Length: 10 km, Difficulty: Low, Duration: 3.5 hours, Altitude Variance: 233 m, Highest elevation: 120 m, Departure altitude: 48 m, Arrival altitude: 48 m
The itinerary begins in correspondence with itinerary A1 bis from the cemetery of Alberese, continues to the foot of Spaccasso and upon reaching the Piscina del Prete, descends further to cross the ancient medieval road of San Rabano. It first runs alongside an oak forest, then crosses an ancient olive grove until it reaches a valley. It continues down a road that skirts agricultural and livestock farms until it reaches the Alberese train station.
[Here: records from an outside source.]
//! Step form rendering

use ratatui::{
    layout::{Constraint, Direction, Layout, Rect},
    style::{Color, Modifier, Style},
    text::{Line, Span},
    widgets::{Block, Borders, Paragraph, Row, Table},
    Frame,
};

use crate::masking::{currency, virtual_account};

use super::super::app::App;
use super::super::widgets::input::FormField;

fn rows(area: Rect, count: usize) -> std::rc::Rc<[Rect]> {
    let mut constraints = vec![Constraint::Length(3); count];
    constraints.push(Constraint::Min(0));
    Layout::default()
        .direction(Direction::Vertical)
        .margin(1)
        .constraints(constraints)
        .split(area)
}

fn split2(area: Rect) -> std::rc::Rc<[Rect]> {
    Layout::default()
        .direction(Direction::Horizontal)
        .constraints([Constraint::Percentage(50), Constraint::Percentage(50)])
        .split(area)
}

/// Step 1: identity kind, transaction mode, and routing codes
pub fn render_setup(frame: &mut Frame, app: &App, area: Rect) {
    let chunks = rows(area, 4);
    let focus = app.focused_field;
    let req = app.store.inquiry_request();

    let jenis = if app.store.jenis_id() == 1 {
        "1 - Virtual Account Number"
    } else {
        "2 - Identity Number"
    };
    let mode = if app.store.mode_transaksi() == "1" {
        "1 - Full amount (fixed by inquiry)"
    } else {
        "2 - Open amount"
    };

    let top = split2(chunks[0]);
    frame.render_widget(FormField::new("Identity Kind", jenis).focused(focus == 0), top[0]);
    frame.render_widget(FormField::new("Transaction Mode", mode).focused(focus == 1), top[1]);

    let mid = split2(chunks[1]);
    frame.render_widget(
        FormField::new("Bank Code", &req.kode_bank).focused(focus == 2),
        mid[0],
    );
    frame.render_widget(
        FormField::new("Institution Code", &req.kode_instansi).focused(focus == 3),
        mid[1],
    );

    let bottom = split2(chunks[2]);
    frame.render_widget(
        FormField::new("Product Code", &req.kode_produk).focused(focus == 4),
        bottom[0],
    );
    frame.render_widget(
        FormField::new("Office Code", &req.kode_kantor_tx).focused(focus == 5),
        bottom[1],
    );

    render_hint(
        frame,
        chunks[3],
        "Space toggles a selection, Enter continues",
    );
}

/// Step 2: the inquiry target plus STAN/RRN sequencing
pub fn render_inquiry(frame: &mut Frame, app: &App, area: Rect) {
    let chunks = rows(area, 3);
    let focus = app.focused_field;
    let req = app.store.inquiry_request();

    frame.render_widget(
        FormField::new("VA Number", &virtual_account(&req.nomor_va)).focused(focus == 0),
        chunks[0],
    );
    frame.render_widget(
        FormField::new("Identity Number", &req.nomor_identitas).focused(focus == 1),
        chunks[1],
    );

    let pair = split2(chunks[2]);
    frame.render_widget(FormField::new("stan", &req.stan).focused(focus == 2), pair[0]);
    frame.render_widget(FormField::new("rrn", &req.rrn).focused(focus == 3), pair[1]);
}

/// Step 3: read-only review of the inquiry answer and its fee lines
pub fn render_review(frame: &mut Frame, app: &App, area: Rect) {
    let resp = app.store.inquiry_response();

    let chunks = Layout::default()
        .direction(Direction::Vertical)
        .margin(1)
        .constraints([Constraint::Length(6), Constraint::Min(3)])
        .split(area);

    let va_number = virtual_account(&resp.nomor_va);
    let total_amount = currency(&resp.nominal_total);
    let status = format!("{} {}", resp.status, resp.message);
    let lines = vec![
        info_line("Name", &resp.nama_va),
        info_line("VA Number", &va_number),
        info_line("Total Amount", &total_amount),
        info_line("Status", &status),
    ];
    let block = Block::default().borders(Borders::ALL).title(" Inquiry Result ");
    frame.render_widget(Paragraph::new(lines).block(block), chunks[0]);

    let rows: Vec<Row> = resp
        .additional_data
        .iter()
        .map(|fee| {
            Row::new(vec![
                fee.nama_produk.clone(),
                fee.kode_transaksi.clone(),
                fee.rekening_sumber.clone(),
                currency(&fee.nominal_va),
                currency(&fee.nominal_fee),
            ])
        })
        .collect();

    let table = Table::new(
        rows,
        [
            Constraint::Min(12),
            Constraint::Length(6),
            Constraint::Length(12),
            Constraint::Length(14),
            Constraint::Length(10),
        ],
    )
    .header(
        Row::new(vec!["Product", "Tx", "Source", "Amount", "Fee"])
            .style(Style::default().add_modifier(Modifier::BOLD)),
    )
    .block(Block::default().borders(Borders::ALL).title(" Fee Lines "));

    frame.render_widget(table, chunks[1]);
}

/// Step 4: payment amount plus the fund-transfer detail form
pub fn render_payment(frame: &mut Frame, app: &App, area: Rect) {
    let focus = app.focused_field;
    let payment = app.store.payment_va_request();
    let transfer = app.store.fund_transfer_request();
    let amount_locked = app.store.mode_transaksi() == "1";

    let chunks = rows(area, if app.show_form_detail { 5 } else { 2 });

    frame.render_widget(
        FormField::new("Amount", &currency(&payment.nominal_va))
            .focused(focus == 0)
            .locked(amount_locked),
        chunks[0],
    );

    if app.show_form_detail {
        let r1 = split2(chunks[1]);
        frame.render_widget(
            FormField::new("VA Number", &virtual_account(&transfer.nomor_va)).focused(focus == 1),
            r1[0],
        );
        frame.render_widget(
            FormField::new("Fee", &currency(&transfer.nominal)).focused(focus == 2),
            r1[1],
        );

        let r2 = split2(chunks[2]);
        frame.render_widget(
            FormField::new("From Account", &transfer.from_account).focused(focus == 3),
            r2[0],
        );
        frame.render_widget(
            FormField::new("Detail", &transfer.keterangan).focused(focus == 4),
            r2[1],
        );

        let r3 = split2(chunks[3]);
        frame.render_widget(FormField::new("stan", &transfer.stan).focused(focus == 5), r3[0]);
        frame.render_widget(FormField::new("rrn", &transfer.rrn).focused(focus == 6), r3[1]);

        render_hint(frame, chunks[4], "F3 hides the detail form, Enter pays");
    } else {
        render_hint(frame, chunks[1], "F3 shows the detail form, Enter pays");
    }
}

fn info_line<'a>(label: &'a str, value: &'a str) -> Line<'a> {
    Line::from(vec![
        Span::styled(format!("{:<14}", label), Style::default().fg(Color::Gray)),
        Span::styled(value.to_string(), Style::default().fg(Color::White)),
    ])
}

fn render_hint(frame: &mut Frame, area: Rect, hint: &str) {
    frame.render_widget(
        Paragraph::new(hint).style(Style::default().fg(Color::DarkGray)),
        area,
    );
}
The return trip takes you down the same path.
Legnth: 11.9 km, Difficulty: Medium, Duration: 4 hours 8 minutes, Elevation Difference: 254 m, Departure Elevation: 8 m, Arrival Elevation: 7 m.
The itinerary starts near the Casetta dei Pinottolai which is reachable by car. Once the ticket has been purchased, the visitor center provides an authorization to be affixed to the dashboard in order to leave the car in the lot. Pinottolai.
In the case of online purchases, it is mandatory to make two copies of the voucher. One must be affixed to the dashboard, while the other must be carried with you.
From this point, the itinerary continues along the existing road in the Granducale pine forest, for a length of about 1600 meters, until it reaches the wooden bridge for the pedestrian crossing, where a sign indicates the route for the A2 itinerary.
Through a thick wood you reach the Castelmarino Tower (XII Century). Below the luxurious pine forest and the splendid beach lies the promontory of Collelungo and the tower by the same name (16th Century).
Of the existing towers in the Park area, the majority were built to defend against Corsican attacks and were located on the promontories that offer better visibility over the sea. In the second half of the 16th century, Duke Cosimo dei Medici began work on the towers of Castelmarino, Collelungo, Cala di Forno on foundations “already made by the ancients for the discovery and safety of those seas and that country”. Other towers outside the Grand Ducal territory were adapted or built from scratch, so as to form an uninterrupted defensive circuit that stretched from North to South along the entire coast of the peninsula. Following itinerary A2 you first arrive at the Castel Marino Tower (12th Century), where you can contemplate a breathtaking view of the sea and the islands of the Tuscan Archipelago. On the descent, you cross a pine forest and arrive at a deserted beach where begins the ascent to the 16th Century Collelungo Tower.